6. L'Illumination
Il l'a enveloppé dans les couvertures, ne laissant qu'un passage d'air devant le visage, mais de manière à ce que la jeune femme ne puisse pas le voir.
Puis, il a pris la ficelle de chanvre et il a entouré les tissus, prenant soin à ce que rien ne soit visible, même les mains. Surtout les mains!
Le corps sentait fort et le vieux Maître de la Famille SHIN en était incommodé. Ses narines frémissaient et malgré le froid vif ainsi que le vent qui montait à l'assaut du versant de la montagne, l'odeur pénétrait en lui.

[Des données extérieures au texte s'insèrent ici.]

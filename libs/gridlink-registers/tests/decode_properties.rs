//! Decode / encode properties over the raw word domain

#![allow(clippy::disallowed_methods)] // Integration test - unwrap is acceptable

use gridlink_registers::encoder::encode_layout;
use gridlink_registers::{
    decode, Presentation, RegisterWords, SensorDescriptor, ValidationRule, Value,
};

const SCALES: [f64; 5] = [1.0, 0.1, 0.01, 0.001, 10.0];

fn sensor(addresses: Vec<u16>, scale: f64, signed: bool) -> SensorDescriptor {
    SensorDescriptor {
        key: "prop".to_string(),
        addresses,
        scale,
        signed,
        post_process: None,
        validate: vec![],
        presentation: Presentation {
            name: "Property".to_string(),
            unit: None,
            device_class: None,
            state_class: None,
            icon: None,
        },
    }
}

/// Every 16-bit word, stepped, plus the edges
fn single_words() -> Vec<u16> {
    let mut words: Vec<u16> = (0..=u16::MAX).step_by(97).collect();
    words.extend([0, 1, 0x7FFF, 0x8000, 0xFFFE, 0xFFFF]);
    words
}

fn double_words() -> Vec<(u16, u16)> {
    let edges = [0u16, 1, 0x7FFF, 0x8000, 0xFFFE, 0xFFFF, 0x1234];
    let mut pairs = Vec::new();
    for high in edges {
        for low in edges {
            pairs.push((high, low));
        }
    }
    pairs
}

#[test]
fn test_single_word_reencodes_to_same_word() {
    for signed in [true, false] {
        for scale in SCALES {
            let d = sensor(vec![100], scale, signed);
            for word in single_words() {
                let words: RegisterWords = [(100, word)].into_iter().collect();
                let value = decode(&d, &words).unwrap().as_f64().unwrap();
                let encoded = encode_layout(&d.key, &d.layout(), value).unwrap();
                assert_eq!(
                    encoded,
                    vec![(100, word)],
                    "word {:#06x} scale {} signed {}",
                    word,
                    scale,
                    signed
                );
            }
        }
    }
}

#[test]
fn test_double_word_reencodes_to_same_words() {
    for signed in [true, false] {
        for scale in SCALES {
            let d = sensor(vec![11070, 11069], scale, signed);
            for (high, low) in double_words() {
                let words: RegisterWords = [(11070, high), (11069, low)].into_iter().collect();
                let value = decode(&d, &words).unwrap().as_f64().unwrap();
                let encoded = encode_layout(&d.key, &d.layout(), value).unwrap();
                assert_eq!(encoded, vec![(11070, high), (11069, low)]);
            }
        }
    }
}

#[test]
fn test_reference_values() {
    let unsigned = sensor(vec![11070, 11069], 0.1, false);
    let words: RegisterWords = [(11070, 1), (11069, 0)].into_iter().collect();
    let value = decode(&unsigned, &words).unwrap().as_f64().unwrap();
    assert!((value - 6553.6).abs() < 1e-9);

    let signed = sensor(vec![11070, 11069], 1.0, true);
    let words: RegisterWords = [(11070, 0xFFFF), (11069, 0xFFFF)].into_iter().collect();
    assert_eq!(decode(&signed, &words).unwrap(), Value::Number(-1.0));
}

#[test]
fn test_signedness_changes_only_high_half() {
    let signed = sensor(vec![1], 1.0, true);
    let unsigned = sensor(vec![1], 1.0, false);
    for word in single_words() {
        let words: RegisterWords = [(1, word)].into_iter().collect();
        let s = decode(&signed, &words).unwrap().as_f64().unwrap();
        let u = decode(&unsigned, &words).unwrap().as_f64().unwrap();
        if word < 0x8000 {
            assert_eq!(s, u);
        } else {
            assert_eq!(u - s, 65536.0);
        }
    }
}

#[test]
fn test_range_rule_boundaries() {
    let rule = ValidationRule::Range(0.0, 100.0);
    assert!(!rule.accepts(-1.0));
    assert!(!rule.accepts(101.0));
    assert!(rule.accepts(0.0));
    assert!(rule.accepts(100.0));
}
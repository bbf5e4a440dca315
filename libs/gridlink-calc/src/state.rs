//! Persisted integration totals
//!
//! An integrator seeds its running total from the store once, when it is
//! registered, and writes the total back after every successful update so a
//! restart resumes instead of starting over from zero.

use parking_lot::RwLock;
use std::collections::HashMap;

use crate::error::StoreResult;

/// Durable storage for accumulated totals
///
/// Calls are synchronous and made while the integrator's lock is held, so
/// implementations should be quick (an in-memory map, a small file write).
pub trait TotalStore: Send + Sync {
    /// Previously persisted total for `key`, if any
    fn load_persisted_total(&self, key: &str) -> StoreResult<Option<f64>>;

    /// Record the latest total for `key`
    fn persist_total(&self, key: &str, total: f64) -> StoreResult<()>;
}

/// In-memory total store for testing and embedding
#[derive(Debug, Default)]
pub struct MemoryTotalStore {
    totals: RwLock<HashMap<String, f64>>,
}

impl MemoryTotalStore {
    pub fn new() -> Self {
        Self::default()
    }

    /// Store pre-seeded with totals, e.g. from a previous run
    pub fn with_totals<K: Into<String>>(totals: impl IntoIterator<Item = (K, f64)>) -> Self {
        Self {
            totals: RwLock::new(totals.into_iter().map(|(k, v)| (k.into(), v)).collect()),
        }
    }

    pub fn get(&self, key: &str) -> Option<f64> {
        self.totals.read().get(key).copied()
    }

    /// Copy of every stored total
    pub fn snapshot(&self) -> HashMap<String, f64> {
        self.totals.read().clone()
    }
}

impl TotalStore for MemoryTotalStore {
    fn load_persisted_total(&self, key: &str) -> StoreResult<Option<f64>> {
        Ok(self.get(key))
    }

    fn persist_total(&self, key: &str, total: f64) -> StoreResult<()> {
        self.totals.write().insert(key.to_string(), total);
        Ok(())
    }
}

/// Null total store - nothing survives a restart
#[derive(Debug, Default, Clone, Copy)]
pub struct NullTotalStore;

impl TotalStore for NullTotalStore {
    fn load_persisted_total(&self, _key: &str) -> StoreResult<Option<f64>> {
        Ok(None)
    }

    fn persist_total(&self, _key: &str, _total: f64) -> StoreResult<()> {
        Ok(())
    }
}

#[cfg(test)]
#[allow(clippy::disallowed_methods)]
mod tests {
    use super::*;

    #[test]
    fn test_memory_store_roundtrip() {
        let store = MemoryTotalStore::new();
        assert_eq!(store.load_persisted_total("pv1_energy_total").unwrap(), None);

        store.persist_total("pv1_energy_total", 12.34).unwrap();
        assert_eq!(
            store.load_persisted_total("pv1_energy_total").unwrap(),
            Some(12.34)
        );
    }

    #[test]
    fn test_memory_store_seeded() {
        let store = MemoryTotalStore::with_totals([("load_power_total", 10.0)]);
        assert_eq!(store.get("load_power_total"), Some(10.0));
        assert_eq!(store.snapshot().len(), 1);
    }

    #[test]
    fn test_null_store_forgets() {
        let store = NullTotalStore;
        store.persist_total("k", 1.0).unwrap();
        assert_eq!(store.load_persisted_total("k").unwrap(), None);
    }
}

- Vas-y, tire! cria-t-il vers le sentier lorsque tout fut prêt.
Seule la silhouette de la jeune femme se devinait entre les arbres et les roches, juste un peu plus haut. Elle se tenait presque au-dessus du vieux et en fille de la montagne elle s'était placée à l'aplomb de la trouée. Le corps passera par là. Il suffira de tirer fort et bien suivre son souffle.
"Le vieux poussera !"
Ils mirent longtemps. La lune avait disparu derrière la crête.
- Mazette! éructa Heidi encore pliée en deux sous l'effort.
Elle avait du se placer à genoux sur le sentier et caler son corps contre le gros sapin rugueux pour ne pas glisser sous la charge au bout de la corde. Elle avait du enlever ses gants et ses mains saignaient.
- Tu as mal ? demanda le vieillard qui haletait près d'elle.
Lui aussi était à genoux dans la neige glacée. Il reprenait sa respiration à quatre pattes, le front presque dans neige. De la sueur coulait de son cou maigre qui laissait voir les os.
Il avait vu la jeune fille se masser les mains puis les porter à sa bouche. Elle les a sucées un long moment et une trace rouge restait sur ses lèvres.
- Ce n'est rien... Presque rien. J'ai l'habitude, tu sais!
Il savait qu'elle avait l'habitude. Ses mains fortes le disaient. Elle n'avait pas besoin de parler, mais c'est lui qui a demandé car il voulait détourner son attention de ce qui semblait un sarcophage de tissus entre eux.
Il voulait vérifier que les glissades du corps pendant le halage n'avaient pas découvert cette chair qui ne devait pas être vue.
- C'est bien, dit-il en se redressant... Tu connais ton affaire, ma fille!
Heidi se rengorgea et lança sa tête dans le vent glacial, vers le haut, là où se trouvent les crêtes.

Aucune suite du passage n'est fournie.